In said:
Does anybody have the slightest clue how to get this thread on-topic?
Sure: just mention the conformance issues of its C compiler, according to
the K&R1 specification.
Unfortunately, the C compiler for my C64 is dead due to diskette
failure. It wasn't compliant to any standard anyway. Sigh.
The only 8-bit C implementation that was conforming to K&R1 that I have
used was Aztec C II for CP/M-80.
Hisoft C for ZX-Spectrum (the only C implementation for the Spectrum I'm
aware of) was ridden with conformance issue, WRT K&R1. The most important
ones were:
- No floating point support.
- long was a 16-bit type.
- Any cast had to be prefixed by the "cast" keyword.

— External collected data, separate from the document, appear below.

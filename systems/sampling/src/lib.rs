#![deny(
    unsafe_code,
    missing_docs,
    dead_code,
    unused_results,
    non_snake_case,
    unreachable_pub
)]

//! Stateless sampling primitives used by the storm engine.
//!
//! Every function draws from a caller-provided [`Rng`], so determinism is the
//! caller's concern. The binomial sampler trades exactness for O(1) amortised
//! cost: it falls back to the Poisson limit for small expected counts and to
//! the de Moivre–Laplace normal approximation otherwise.

use rand::Rng;

const TWO_PI: f64 = std::f64::consts::PI * 2.0;

/// Expected count below which [`binomial_approx`] samples the Poisson limit.
pub const POISSON_THRESHOLD: f64 = 5.0;

/// Draws a uniform value from the half-open interval `(0, 1]`.
///
/// Excluding zero keeps the logarithm in [`box_muller`] finite.
pub fn unit_open<R: Rng + ?Sized>(rng: &mut R) -> f64 {
    1.0 - rng.gen::<f64>()
}

/// Maps two uniform values to a standard normal deviate.
///
/// `u1` must lie in `(0, 1]`; `u2` may lie anywhere in `[0, 1]`.
#[must_use]
pub fn box_muller(u1: f64, u2: f64) -> f64 {
    let radius = (-2.0 * u1.ln()).sqrt();
    let theta = TWO_PI * u2;
    radius * theta.cos()
}

/// Samples a normal distribution with the provided mean and variance.
///
/// Negative variances are treated as zero.
pub fn normal<R: Rng + ?Sized>(rng: &mut R, mean: f64, variance: f64) -> f64 {
    let u1 = unit_open(rng);
    let u2 = unit_open(rng);
    mean + variance.max(0.0).sqrt() * box_muller(u1, u2)
}

/// Samples a Poisson distribution using Knuth's multiplication method.
///
/// Cost grows linearly with `lambda`, so callers should reserve it for small
/// rates. Non-positive rates always yield zero.
pub fn poisson<R: Rng + ?Sized>(rng: &mut R, lambda: f64) -> u64 {
    if !(lambda > 0.0) {
        return 0;
    }

    let limit = (-lambda).exp();
    let mut product = 1.0;
    let mut multiplications: u64 = 0;
    loop {
        product *= unit_open(rng);
        multiplications += 1;
        if product <= limit {
            return multiplications - 1;
        }
    }
}

/// Approximates the number of successes out of `trials` independent trials
/// that each succeed with probability `probability`.
///
/// The result is always clamped to `[0, trials]`.
pub fn binomial_approx<R: Rng + ?Sized>(rng: &mut R, trials: u64, probability: f64) -> u64 {
    if trials == 0 || !(probability > 0.0) {
        return 0;
    }
    if probability >= 1.0 {
        return trials;
    }

    let upper = trials as f64;
    let mean = upper * probability;
    let sample = if mean < POISSON_THRESHOLD {
        poisson(rng, mean) as f64
    } else {
        normal(rng, mean, mean * (1.0 - probability)).round()
    };

    sample.clamp(0.0, upper) as u64
}

#[cfg(test)]
mod tests {
    use super::*;
    use rand::SeedableRng;
    use rand_chacha::ChaCha8Rng;

    const SAMPLES: usize = 20_000;

    fn rng(seed: u64) -> ChaCha8Rng {
        ChaCha8Rng::seed_from_u64(seed)
    }

    #[test]
    fn unit_open_never_returns_zero() {
        let mut rng = rng(1);
        for _ in 0..SAMPLES {
            let value = unit_open(&mut rng);
            assert!(value > 0.0 && value <= 1.0, "value {value} escaped (0, 1]");
        }
    }

    #[test]
    fn box_muller_matches_closed_form_points() {
        assert_eq!(box_muller(1.0, 0.3), 0.0);
        let unit_radius = (-0.5f64).exp();
        assert!((box_muller(unit_radius, 0.0) - 1.0).abs() < 1e-12);
        assert!((box_muller(unit_radius, 0.5) + 1.0).abs() < 1e-12);
    }

    #[test]
    fn normal_tracks_requested_moments() {
        let mut rng = rng(7);
        let samples: Vec<f64> = (0..SAMPLES).map(|_| normal(&mut rng, 10.0, 4.0)).collect();
        let mean = samples.iter().sum::<f64>() / SAMPLES as f64;
        let variance =
            samples.iter().map(|x| (x - mean).powi(2)).sum::<f64>() / (SAMPLES as f64 - 1.0);
        assert!((mean - 10.0).abs() < 0.1, "mean drifted to {mean}");
        assert!((variance - 4.0).abs() < 0.25, "variance drifted to {variance}");
    }

    #[test]
    fn normal_with_zero_variance_is_the_mean() {
        let mut rng = rng(3);
        assert_eq!(normal(&mut rng, 2.5, 0.0), 2.5);
        assert_eq!(normal(&mut rng, 2.5, -1.0), 2.5);
    }

    #[test]
    fn poisson_handles_degenerate_rates() {
        let mut rng = rng(11);
        assert_eq!(poisson(&mut rng, 0.0), 0);
        assert_eq!(poisson(&mut rng, -3.0), 0);
        assert_eq!(poisson(&mut rng, f64::NAN), 0);
    }

    #[test]
    fn poisson_mean_matches_rate() {
        let mut rng = rng(13);
        let total: u64 = (0..SAMPLES).map(|_| poisson(&mut rng, 3.0)).sum();
        let mean = total as f64 / SAMPLES as f64;
        assert!((mean - 3.0).abs() < 0.1, "mean drifted to {mean}");
    }

    #[test]
    fn binomial_stays_within_trial_count() {
        let mut rng = rng(17);
        let probabilities = [0.0, 0.0001, 0.002, 0.05, 0.3, 0.5, 0.9, 0.999, 1.0];
        for trials in [0u64, 1, 2, 5, 20, 100, 2_500, 100_000] {
            for probability in probabilities {
                for _ in 0..50 {
                    let draw = binomial_approx(&mut rng, trials, probability);
                    assert!(
                        draw <= trials,
                        "draw {draw} exceeded {trials} trials at p={probability}"
                    );
                }
            }
        }
    }

    #[test]
    fn binomial_edge_probabilities_are_exact() {
        let mut rng = rng(19);
        for trials in [0u64, 1, 3, 1_000] {
            assert_eq!(binomial_approx(&mut rng, trials, 0.0), 0);
            assert_eq!(binomial_approx(&mut rng, trials, 1.0), trials);
        }
        assert_eq!(binomial_approx(&mut rng, 10, -0.5), 0);
        assert_eq!(binomial_approx(&mut rng, 10, 1.5), 10);
    }

    #[test]
    fn binomial_normal_branch_is_centred() {
        let mut rng = rng(23);
        let rounds = 5_000;
        let total: u64 = (0..rounds).map(|_| binomial_approx(&mut rng, 1_000, 0.3)).sum();
        let mean = total as f64 / rounds as f64;
        assert!((mean - 300.0).abs() < 2.0, "mean drifted to {mean}");
    }

    #[test]
    fn seeded_sources_replay_identically() {
        let mut first = rng(29);
        let mut second = rng(29);
        let a: Vec<u64> = (0..64).map(|_| binomial_approx(&mut first, 400, 0.01)).collect();
        let b: Vec<u64> = (0..64).map(|_| binomial_approx(&mut second, 400, 0.01)).collect();
        assert_eq!(a, b);
    }
}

- Casts and sizeof only accepted primary types or typedef'ed types. To
cast something to char *, you needed to do something like this:
typedef char *charp;
char *screen = cast(charp)16384;
- Initialisers not supported for automatics.
- No block scope identifiers (except for the outermost block of a
function definition).
The idea was to keep the compiler as small as possible, so that it could
be still used without a microdrive or disk. This means that the about
40K of available memory had to contain, *at the same time*, the following
things: the C compiler, the C runtime support (including most of the
standard library), the text editor, the source code of the C program,
the generated executable code, the compiler's internal tables.
It was possible to compile code directly from audio tape, but it was so
unpractical that it was mostly a theoretical possibility. Fortunately,
it was possible to write non-trivial programs without having to resort to
this "feature". The most complex program I wrote with everything in
memory was a tetris implementation.
Undefined behaviour basically meant that you had to reload everything
from audio tape (and redo the last unsaved changes to your code
The same penalty for entering an infinite loop.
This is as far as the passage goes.